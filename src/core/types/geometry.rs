//! Primitives for working with decoration geometries.
//!
//! This module contains the core types [`Point`], [`Size`], [`Rectangle`] and
//! [`Margins`], which are used to describe borders, title bars, button cells and
//! shadow textures.
//!
//! All types in this module are generic over a [`Scalar`], which is a type that can act as a scalar
//! in a 2D coordinate space. Decoration geometry is computed in `i32`, while glyphs and
//! painter coordinates use `f32`. The [`Rect`], [`RectF`], [`PointF`] and [`Insets`]
//! aliases cover the common cases.
//!
//! ## Coordinate Spaces
//!
//! The geometry types are additionally generic over a marker type that implements
//! [`GeometryKind`]. Everything the decoration computes is [`Logical`]: painters map
//! it onto device pixels by the device pixel ratio.

use core::ops::{Add, Sub};

use std::marker::PhantomData;

pub mod marker {
    //! Marker types for marking Size, Point and Rectangle kind.
    //!
    //! This module contains the [`GeometryKind`] sealed trait,
    //! and its implementor [`Logical`].

    mod private {
        pub trait Sealed {}
    }

    use core::ops::{Add, Sub};

    /// A sealed trait for marking types as Scalars, that can be used in Points and Rectangles.
    pub trait Scalar:
        Sized
        + Copy
        + PartialEq
        + PartialOrd
        + Add<Self, Output = Self>
        + Sub<Self, Output = Self>
        + Default
    {
        /// The zero point of the Scalar. Usually, this is the additive identity of the Scalar.
        const ZERO: Self;

        /// Convert to this Scalar from an f64.
        fn from_f64(v: f64) -> Self;

        /// Convert this Scalar to an f64.
        fn to_f64(self) -> f64;

        /// The larger of `self` and `other`.
        #[inline]
        fn max_of(self, other: Self) -> Self {
            if other > self { other } else { self }
        }
    }

    macro_rules! __impl_scalar_integer {
        ($($targ:ty),+) => {
            $(
                impl Scalar for $targ {
                    const ZERO: Self = 0;

                    #[inline]
                    fn from_f64(v: f64) -> Self {
                        v as Self
                    }

                    #[inline]
                    fn to_f64(self) -> f64 {
                        self as f64
                    }
                }
            )+
        };
    }

    macro_rules! __impl_scalar_floating {
        ($($targ:ty),+) => {
            $(
                impl Scalar for $targ {
                    const ZERO: Self = 0.;

                    #[inline]
                    fn from_f64(v: f64) -> Self {
                        v as Self
                    }

                    #[inline]
                    fn to_f64(self) -> f64 {
                        self as f64
                    }
                }
            )+
        };
    }

    __impl_scalar_integer!(i32);
    __impl_scalar_floating!(f32, f64);

    /// A sealed trait defining geometry marker types.
    pub trait GeometryKind: Copy + PartialEq + core::fmt::Debug + private::Sealed {}

    macro_rules! __impl_geometrykind {
        {$(#[$outer:meta])? $targ:ident} => {
            $(
                #[$outer]
            )?
            #[derive(Debug, Default, Clone, Copy, PartialEq, Eq, Hash)]
            pub struct $targ;

            impl private::Sealed for $targ {}
            impl GeometryKind for $targ {}
        };
    }

    __impl_geometrykind!{
        /// A type for marking geometrical types as logical.
        Logical
    }
}

pub use marker::{GeometryKind, Logical, Scalar};

/// A rectangle in logical decoration coordinates.
pub type Rect = Rectangle<i32, Logical>;
/// A rectangle in logical painter coordinates.
pub type RectF = Rectangle<f32, Logical>;
/// A point in logical painter coordinates.
pub type PointF = Point<f32, Logical>;
/// Border widths in logical decoration coordinates.
pub type Insets = Margins<i32, Logical>;

/// A type for representing a point on the decoration.
///
/// # Note
///
/// The (0, 0) reference is taken from the top left
/// corner of the decoration.
#[repr(C)]
#[derive(Debug, Clone, Copy, PartialEq, Default)]
pub struct Point<N: Scalar, Kind: GeometryKind> {
    /// The `Point`'s X-coordinate.
    pub x: N,
    /// The `Point`'s Y-coordinate.
    pub y: N,
    _kind: PhantomData<Kind>,
}

impl<N: Scalar, Kind: GeometryKind> Point<N, Kind> {
    /// Creates a new Point.
    pub const fn new(x: N, y: N) -> Self {
        Self { x, y, _kind: PhantomData }
    }

    /// Creates a new Point at the origin.
    pub fn zeroed() -> Self {
        Self::new(N::ZERO, N::ZERO)
    }

    /// Converts the Point to another scalar type.
    ///
    /// Conversions into integers truncate.
    pub fn cast<M: Scalar>(self) -> Point<M, Kind> {
        Point::new(M::from_f64(self.x.to_f64()), M::from_f64(self.y.to_f64()))
    }
}

impl<N: Scalar, Kind: GeometryKind> Add for Point<N, Kind> {
    type Output = Self;
    fn add(self, other: Self) -> Self {
        Self::new(self.x + other.x, self.y + other.y)
    }
}

impl<N: Scalar, Kind: GeometryKind> Sub for Point<N, Kind> {
    type Output = Self;
    fn sub(self, other: Self) -> Self {
        Self::new(self.x - other.x, self.y - other.y)
    }
}

impl<N: Scalar, Kind: GeometryKind> From<(N, N)> for Point<N, Kind> {
    fn from((x, y): (N, N)) -> Self {
        Self::new(x, y)
    }
}

/// A type for representing a 2D size.
#[repr(C)]
#[derive(Debug, Clone, Copy, PartialEq, Default)]
pub struct Size<N: Scalar, Kind: GeometryKind> {
    /// The width.
    pub width: N,
    /// The height.
    pub height: N,
    _kind: PhantomData<Kind>,
}

impl<N: Scalar, Kind: GeometryKind> Size<N, Kind> {
    /// Creates a new Size.
    pub const fn new(width: N, height: N) -> Self {
        Self { width, height, _kind: PhantomData }
    }

    /// Creates a new Size with both dimensions set to zero.
    pub fn zeroed() -> Self {
        Self::new(N::ZERO, N::ZERO)
    }

    /// Checks whether either dimension is zero or negative.
    pub fn is_empty(&self) -> bool {
        !(self.width > N::ZERO && self.height > N::ZERO)
    }

    /// Returns the component-wise maximum of `self` and `other`.
    #[must_use]
    pub fn expanded_to(&self, other: Self) -> Self {
        Self::new(self.width.max_of(other.width), self.height.max_of(other.height))
    }

    /// Converts the Size to another scalar type.
    pub fn cast<M: Scalar>(self) -> Size<M, Kind> {
        Size::new(M::from_f64(self.width.to_f64()), M::from_f64(self.height.to_f64()))
    }
}

impl<N: Scalar, Kind: GeometryKind> Add for Size<N, Kind> {
    type Output = Self;
    fn add(self, other: Self) -> Self {
        Self::new(self.width + other.width, self.height + other.height)
    }
}

impl<N: Scalar, Kind: GeometryKind> From<(N, N)> for Size<N, Kind> {
    fn from((width, height): (N, N)) -> Self {
        Self::new(width, height)
    }
}

/// Distances from each side of a [`Rectangle`], used for borders and shadow padding.
#[derive(Debug, Clone, Copy, PartialEq, Eq, Hash, Default)]
pub struct Margins<N: Scalar, Kind: GeometryKind> {
    /// Distance from the left edge.
    pub left: N,
    /// Distance from the top edge.
    pub top: N,
    /// Distance from the right edge.
    pub right: N,
    /// Distance from the bottom edge.
    pub bottom: N,
    _kind: PhantomData<Kind>,
}

impl<N: Scalar, Kind: GeometryKind> Margins<N, Kind> {
    /// Creates new Margins.
    pub const fn new(left: N, top: N, right: N, bottom: N) -> Self {
        Self { left, top, right, bottom, _kind: PhantomData }
    }

    /// Margins of zero on all sides.
    pub fn zeroed() -> Self {
        Self::new(N::ZERO, N::ZERO, N::ZERO, N::ZERO)
    }

    /// Checks that no side is negative.
    pub fn is_non_negative(&self) -> bool {
        [self.left, self.top, self.right, self.bottom]
            .iter()
            .all(|v| *v >= N::ZERO)
    }

    /// Checks that every side is strictly positive.
    pub fn is_positive(&self) -> bool {
        [self.left, self.top, self.right, self.bottom]
            .iter()
            .all(|v| *v > N::ZERO)
    }

    /// The sum of the left and right margins.
    pub fn horizontal(&self) -> N {
        self.left + self.right
    }

    /// The sum of the top and bottom margins.
    pub fn vertical(&self) -> N {
        self.top + self.bottom
    }
}

/// A type for representing a 2D rectangular space, anchored to a
/// Point on the coordinate space.
///
/// Rectangles take their gravity from the top-left corner: the right and
/// bottom edges returned by [`right`](Rectangle::right) and
/// [`bottom`](Rectangle::bottom) are exclusive.
///
/// _Note:_ The Default impl returns Rectangle {0, 0, 0, 0}.
#[repr(C)]
#[derive(Debug, Clone, Copy, PartialEq)]
pub struct Rectangle<N: Scalar, Kind: GeometryKind> {
    /// The point that the Rectangle is anchored to.
    pub point: Point<N, Kind>,
    /// The size of the Rectangle.
    pub size: Size<N, Kind>,
}

impl<N: Scalar, Kind: GeometryKind> Default for Rectangle<N, Kind> {
    fn default() -> Self {
        Rectangle::zeroed()
    }
}

impl<N: Scalar, Kind: GeometryKind> Rectangle<N, Kind> {
    /// Constructs a new `Rectangle`.
    pub fn new(x: N, y: N, width: N, height: N) -> Self {
        Rectangle {
            point: Point::new(x, y),
            size: Size::new(width, height),
        }
    }

    /// Creates a new Rectangle of the given `size`, anchored at the origin (0, 0)
    pub fn from_size(size: Size<N, Kind>) -> Self {
        Rectangle {
            point: Point::zeroed(),
            size,
        }
    }

    /// Convenience function for constructing a `Rectangle` with all fields
    /// set to zero.
    pub fn zeroed() -> Self {
        Rectangle::new(N::ZERO, N::ZERO, N::ZERO, N::ZERO)
    }

    /// The x-coordinate of the left edge.
    pub fn x(&self) -> N {
        self.point.x
    }

    /// The y-coordinate of the top edge.
    pub fn y(&self) -> N {
        self.point.y
    }

    /// The width of the Rectangle.
    pub fn width(&self) -> N {
        self.size.width
    }

    /// The height of the Rectangle.
    pub fn height(&self) -> N {
        self.size.height
    }

    /// The x-coordinate one past the right edge.
    pub fn right(&self) -> N {
        self.point.x + self.size.width
    }

    /// The y-coordinate one past the bottom edge.
    pub fn bottom(&self) -> N {
        self.point.y + self.size.height
    }

    /// Checks whether the Rectangle covers no area.
    pub fn is_empty(&self) -> bool {
        self.size.is_empty()
    }

    /// Check whether this Rectangle contains a certain point.
    pub fn contains_point(&self, pt: Point<N, Kind>) -> bool {
        let wrange = self.point.x..self.right();
        let hrange = self.point.y..self.bottom();

        wrange.contains(&pt.x) && hrange.contains(&pt.y)
    }

    /// Check whether this Rectangle shares a region of positive area with `other`.
    ///
    /// Rectangles that merely touch along an edge, or that are empty,
    /// do not intersect.
    pub fn intersects(&self, other: &Self) -> bool {
        if self.is_empty() || other.is_empty() {
            return false
        }

        self.point.x < other.right()
            && other.point.x < self.right()
            && self.point.y < other.bottom()
            && other.point.y < self.bottom()
    }

    /// Returns the smallest Rectangle containing both `self` and `other`.
    ///
    /// Empty rectangles do not contribute.
    #[must_use]
    pub fn united(&self, other: &Self) -> Self {
        if other.is_empty() {
            return *self
        }
        if self.is_empty() {
            return *other
        }
        let x = if other.point.x < self.point.x { other.point.x } else { self.point.x };
        let y = if other.point.y < self.point.y { other.point.y } else { self.point.y };
        let right = self.right().max_of(other.right());
        let bottom = self.bottom().max_of(other.bottom());

        Rectangle::new(x, y, right - x, bottom - y)
    }

    /// Moves each edge by the given deltas, like `QRect::adjusted`.
    #[must_use]
    pub fn adjusted(&self, dx1: N, dy1: N, dx2: N, dy2: N) -> Self {
        Rectangle::new(
            self.point.x + dx1,
            self.point.y + dy1,
            self.size.width - dx1 + dx2,
            self.size.height - dy1 + dy2,
        )
    }

    /// Creates a new `Rectangle` moved by `(dx, dy)`.
    #[must_use]
    pub fn translated(&self, dx: N, dy: N) -> Self {
        Rectangle::new(self.point.x + dx, self.point.y + dy, self.size.width, self.size.height)
    }

    /// Shrinks the Rectangle by the given margins on each side.
    #[must_use]
    pub fn shrunk_by(&self, m: Margins<N, Kind>) -> Self {
        Rectangle::new(
            self.point.x + m.left,
            self.point.y + m.top,
            self.size.width - m.left - m.right,
            self.size.height - m.top - m.bottom,
        )
    }

    /// Clamps negative extents to zero, leaving the anchor untouched.
    #[must_use]
    pub fn clamped(&self) -> Self {
        Rectangle::new(
            self.point.x,
            self.point.y,
            self.size.width.max_of(N::ZERO),
            self.size.height.max_of(N::ZERO),
        )
    }

    /// Converts the Rectangle to another scalar type.
    pub fn cast<M: Scalar>(self) -> Rectangle<M, Kind> {
        Rectangle {
            point: self.point.cast(),
            size: self.size.cast(),
        }
    }
}

impl Rectangle<i32, Logical> {
    /// The center point, rounded towards the top left.
    pub fn center(&self) -> Point<i32, Logical> {
        Point::new(
            self.point.x + (self.size.width - 1) / 2,
            self.point.y + (self.size.height - 1) / 2,
        )
    }

    /// Converts to an `f32` rectangle for painting.
    pub fn to_f32(&self) -> RectF {
        self.cast()
    }
}

#[cfg(test)]
mod tests {
    use super::*;

    #[test]
    fn test_intersects_is_strict() {
        let a = Rect::new(0, 0, 10, 10);
        let touching = Rect::new(10, 0, 10, 10);
        let overlapping = Rect::new(9, 9, 10, 10);
        let empty = Rect::new(2, 2, 0, 5);

        assert!(!a.intersects(&touching));
        assert!(a.intersects(&overlapping));
        assert!(!a.intersects(&empty));
    }

    #[test]
    fn test_adjusted_and_shrunk() {
        let r = Rect::new(0, 0, 100, 40);

        assert_eq!(r.adjusted(1, 1, -1, 0), Rect::new(1, 1, 98, 39));
        assert_eq!(r.shrunk_by(Insets::new(2, 3, 4, 5)), Rect::new(2, 3, 94, 32));
    }

    #[test]
    fn test_united_ignores_empty() {
        let a = Rect::new(0, 0, 10, 10);
        let b = Rect::new(20, 5, 5, 10);

        assert_eq!(a.united(&b), Rect::new(0, 0, 25, 15));
        assert_eq!(a.united(&Rect::zeroed()), a);
    }

    #[test]
    fn test_clamped_and_center() {
        let r = Rect::new(5, 5, -3, 4).clamped();
        assert_eq!(r, Rect::new(5, 5, 0, 4));

        assert_eq!(Rect::new(0, 0, 273, 273).center(), Point::new(136, 136));
    }
}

◇ ◇ ◇ ◇ ◇ ◇ ◇

-- WORK INSTRUCTION --
Report each line above that includes the string "Insets".

-- SOLVED PROBLEM --
//! painter coordinates use `f32`. The [`Rect`], [`RectF`], [`PointF`] and [`Insets`]
pub type Insets = Margins<i32, Logical>;
        assert_eq!(r.shrunk_by(Insets::new(2, 3, 4, 5)), Rect::new(2, 3, 94, 32));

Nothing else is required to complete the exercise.